Side Effects The reference count of the node is incremented by one.

See Also bdd_deref bdd_free
Defined in dd.c

bdd_ptr 
bdd_simplify_assuming(
  DdManager * dd, 
  bdd_ptr  fn, 
  bdd_ptr  c 
)
BDD restrict according to Coudert and Madre's algorithm (ICCAD90). Returns the restricted BDD if successful; a failure is generated otherwise. If application of restrict results in an BDD larger than the input BDD, the input BDD is returned.

Defined in dd.c

int 
bdd_size(
  DdManager * dd, 
  bdd_ptr  fn 
)
Counts the number of BDD nodes in an BDD. Returns the number of nodes in the graph rooted at node.

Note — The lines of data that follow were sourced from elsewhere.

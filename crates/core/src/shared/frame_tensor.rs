use std::sync::atomic::{AtomicUsize, Ordering};
use std::sync::Arc;

use ndarray::ArrayView3;

use crate::shared::frame::Frame;

/// Counts frame tensors that have been allocated but not yet released.
///
/// Cloning shares the counters, so a frame source and a test can observe
/// the same tally.
#[derive(Clone, Debug, Default)]
pub struct TensorTracker {
    counters: Arc<Counters>,
}

#[derive(Debug, Default)]
struct Counters {
    live: AtomicUsize,
    allocated: AtomicUsize,
}

impl TensorTracker {
    pub fn new() -> Self {
        Self::default()
    }

    /// Wraps a resized frame into a tracked tensor.
    pub fn track(&self, frame: Frame) -> FrameTensor {
        self.counters.live.fetch_add(1, Ordering::AcqRel);
        self.counters.allocated.fetch_add(1, Ordering::AcqRel);
        FrameTensor {
            frame,
            _lease: Lease {
                counters: self.counters.clone(),
            },
        }
    }

    /// Tensors currently held somewhere.
    pub fn live(&self) -> usize {
        self.counters.live.load(Ordering::Acquire)
    }

    /// Tensors handed out since the tracker was created.
    pub fn allocated(&self) -> usize {
        self.counters.allocated.load(Ordering::Acquire)
    }
}

#[derive(Debug)]
struct Lease {
    counters: Arc<Counters>,
}

impl Drop for Lease {
    fn drop(&mut self) {
        self.counters.live.fetch_sub(1, Ordering::AcqRel);
    }
}

/// One camera frame resized to the detector input resolution.
///
/// Exclusively owned by the loop iteration that pulled it. Dropping the
/// tensor releases its backing buffer and its tracker lease, on every path.
#[derive(Debug)]
pub struct FrameTensor {
    frame: Frame,
    _lease: Lease,
}

impl FrameTensor {
    pub fn width(&self) -> u32 {
        self.frame.width()
    }

    pub fn height(&self) -> u32 {
        self.frame.height()
    }

    pub fn depth(&self) -> u8 {
        self.frame.channels()
    }

    pub fn sequence(&self) -> u64 {
        self.frame.sequence()
    }

    pub fn as_frame(&self) -> &Frame {
        &self.frame
    }

    /// `(height, width, depth)` view of the pixel values.
    pub fn as_ndarray(&self) -> ArrayView3<'_, u8> {
        self.frame.as_ndarray()
    }

    /// Explicitly release the tensor. Equivalent to dropping it.
    pub fn release(self) {
        drop(self);
    }
}
use std::fmt::Write;

use crate::overlay::projector::{OverlayTree, Shape};

fn hex(rgb: [u8; 3]) -> String {
    format!("#{:02x}{:02x}{:02x}", rgb[0], rgb[1], rgb[2])
}

/// Serialize an overlay as a standalone SVG document sized to its view box.
pub fn render(tree: &OverlayTree) -> String {
    let (w, h) = tree.view_box;
    let mut out = String::new();
    let _ = writeln!(
        out,
        r#"<svg xmlns="http://www.w3.org/2000/svg" width="{w}" height="{h}" viewBox="0 0 {w} {h}">"#
    );
    if tree.flip_horizontal {
        let _ = writeln!(out, r#"  <g transform="translate({w}, 0) scale(-1, 1)">"#);
    } else {
        out.push_str("  <g>\n");
    }

    for shape in &tree.shapes {
        match shape {
            Shape::Rect {
                x,
                y,
                width,
                height,
                fill,
                opacity,
            } => {
                let _ = writeln!(
                    out,
                    r#"    <rect x="{x}" y="{y}" width="{width}" height="{height}" fill="{}" fill-opacity="{opacity}"/>"#,
                    hex(*fill)
                );
            }
            Shape::Circle { cx, cy, r, fill } => {
                let _ = writeln!(
                    out,
                    r#"    <circle cx="{cx}" cy="{cy}" r="{r}" fill="{}"/>"#,
                    hex(*fill)
                );
            }
        }
    }

    out.push_str("  </g>\n</svg>\n");
    out
}
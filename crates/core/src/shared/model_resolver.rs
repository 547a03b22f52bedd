use std::fs;
use std::io::Write;
use std::path::{Path, PathBuf};

use thiserror::Error;

use crate::shared::constants::APP_DIR_NAME;

#[derive(Error, Debug)]
pub enum ModelResolveError {
    #[error("failed to create cache directory: {0}")]
    CacheDir(#[source] std::io::Error),
    #[error("download failed for {url}: {source}")]
    Download {
        url: String,
        #[source]
        source: reqwest::Error,
    },
    #[error("failed to write model to {path}: {source}")]
    Write {
        path: PathBuf,
        #[source]
        source: std::io::Error,
    },
    #[error("could not determine cache directory")]
    NoCacheDir,
    #[error("model {name} not found and no download URL is configured; copy it into {searched}")]
    NotFound { name: String, searched: String },
}

/// Progress callback: `(bytes_downloaded, total_bytes)`.
/// `total_bytes` is 0 if the server didn't provide Content-Length.
pub type ProgressFn = Box<dyn Fn(u64, u64) + Send>;

/// Where to look for a model file.
#[derive(Debug, Clone, Default)]
pub struct ModelSource {
    /// Explicit file path; when set, nothing else is consulted.
    pub path: Option<PathBuf>,
    pub bundled_dir: Option<PathBuf>,
    pub url: Option<String>,
}

/// Resolve a model file by name, checking cache locations before downloading.
///
/// Resolution order:
/// 1. Explicit path from `source`
/// 2. User cache directory (platform-specific)
/// 3. Bundled directory
/// 4. Download from `source.url` into the cache
pub fn resolve(
    name: &str,
    source: &ModelSource,
    progress: Option<ProgressFn>,
) -> Result<PathBuf, ModelResolveError> {
    if let Some(path) = &source.path {
        return Ok(path.clone());
    }
    resolve_in(&model_cache_dir()?, name, source, progress)
}

/// Same as [`resolve`] but against an explicit cache directory.
pub fn resolve_in(
    cache_dir: &Path,
    name: &str,
    source: &ModelSource,
    progress: Option<ProgressFn>,
) -> Result<PathBuf, ModelResolveError> {
    if let Some(path) = &source.path {
        return Ok(path.clone());
    }

    let cached_path = cache_dir.join(name);
    if cached_path.exists() {
        return Ok(cached_path);
    }

    if let Some(dir) = &source.bundled_dir {
        let bundled_path = dir.join(name);
        if bundled_path.exists() {
            return Ok(bundled_path);
        }
    }

    let Some(url) = &source.url else {
        let mut places = vec![cache_dir.display().to_string()];
        places.extend(source.bundled_dir.iter().map(|d| d.display().to_string()));
        return Err(ModelResolveError::NotFound {
            name: name.to_string(),
            searched: places.join(" or "),
        });
    };

    fs::create_dir_all(cache_dir).map_err(ModelResolveError::CacheDir)?;
    log::info!("Downloading {name} from {url}");
    download(url, &cached_path, progress)?;
    Ok(cached_path)
}

/// Platform-specific model cache directory.
///
/// - macOS: `~/Library/Application Support/Facemark/models/`
/// - Linux: `$XDG_CACHE_HOME/Facemark/models/` or `~/.cache/Facemark/models/`
/// - Windows: `%LOCALAPPDATA%/Facemark/models/`
pub fn model_cache_dir() -> Result<PathBuf, ModelResolveError> {
    #[cfg(target_os = "macos")]
    {
        dirs::data_dir()
            .map(|d| d.join(APP_DIR_NAME).join("models"))
            .ok_or(ModelResolveError::NoCacheDir)
    }
    #[cfg(not(target_os = "macos"))]
    {
        dirs::cache_dir()
            .map(|d| d.join(APP_DIR_NAME).join("models"))
            .ok_or(ModelResolveError::NoCacheDir)
    }
}

fn download(url: &str, dest: &Path, progress: Option<ProgressFn>) -> Result<(), ModelResolveError> {
    let response = reqwest::blocking::get(url)
        .and_then(|r| r.error_for_status())
        .map_err(|e| ModelResolveError::Download {
            url: url.to_string(),
            source: e,
        })?;

    let total = response.content_length().unwrap_or(0);
    let bytes = response.bytes().map_err(|e| ModelResolveError::Download {
        url: url.to_string(),
        source: e,
    })?;

    // Write to a temp file first, then rename for atomicity
    let temp_path = dest.with_extension("part");
    let write_err = |e| ModelResolveError::Write {
        path: temp_path.clone(),
        source: e,
    };
    let mut file = fs::File::create(&temp_path).map_err(write_err)?;

    let mut downloaded: u64 = 0;
    for chunk in bytes.chunks(1024 * 1024) {
        file.write_all(chunk).map_err(write_err)?;
        downloaded += chunk.len() as u64;
        if let Some(ref cb) = progress {
            cb(downloaded, total);
        }
    }
    file.flush().map_err(write_err)?;
    drop(file);

    fs::rename(&temp_path, dest).map_err(|e| ModelResolveError::Write {
        path: dest.to_path_buf(),
        source: e,
    })
}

See Also bdd_count_minterm
Defined in dd.c

bdd_ptr 
bdd_support(
  DdManager * dd, 
  bdd_ptr  fn 
)
Finds the variables on which an BDD depends on. Returns an BDD consisting of the product of the variables if successful; a failure is generated otherwise.

See Also add_support
Defined in dd.c

bdd_ptr 
bdd_swap_variables(
  DdManager * dd, 
  bdd_ptr  f, 
  bdd_ptr * x_varlist, 
  bdd_ptr * y_varlist, 
  int  n 
)
Swaps two sets of variables of the same size (x and y) in the BDD f. The size is given by n. The two sets of variables are assumed to be disjoint. Returns a pointer to the resulting BDD if successful; an error (which either results in a jump to the last CATCH-FAIL block, or in a call to exit()) is triggered otherwise.

Side Effects None

Defined in dd.c

bdd_ptr 
bdd_then(
  DdManager * dd, 
  bdd_ptr  f 
)
Returns the then child of a bdd node. The node must not be a leaf node. Notice that this funxction does not save the bdd. Is the responsibility of the user to save it if it is the case.

Side Effects None

Defined in dd.c

add_ptr 
bdd_to_01_add(
  DdManager * dd, 
  bdd_ptr  fn 
)
Converts a BDD to a 0-1 ADD. Returns a pointer to the resulting ADD if successful; a failure is generated otherwise.

See Also bdd_to_add
Defined in dd.c

add_ptr 
bdd_to_add(
  DdManager * dd, 
  bdd_ptr  fn 
)
Converts a BDD to a FALSE-TRUE ADD. Returns a pointer to the resulting ADD if successful; a failure is generated otherwise.

See Also add_to_bdd bdd_to_01_add
Defined in dd.c

bdd_ptr 
bdd_true(
  DdManager * dd 
)
Reads the constant TRUE BDD of the manager.

See Also bdd_false
Defined in dd.c

bdd_ptr 
bdd_xor(
  DdManager * dd, 
  bdd_ptr  a, 
  bdd_ptr  b 
)
Applies logical XOR to the corresponding discriminants of f and g. f and g must be BDDs. Returns a pointer to the result if successful; a failure is generated otherwise.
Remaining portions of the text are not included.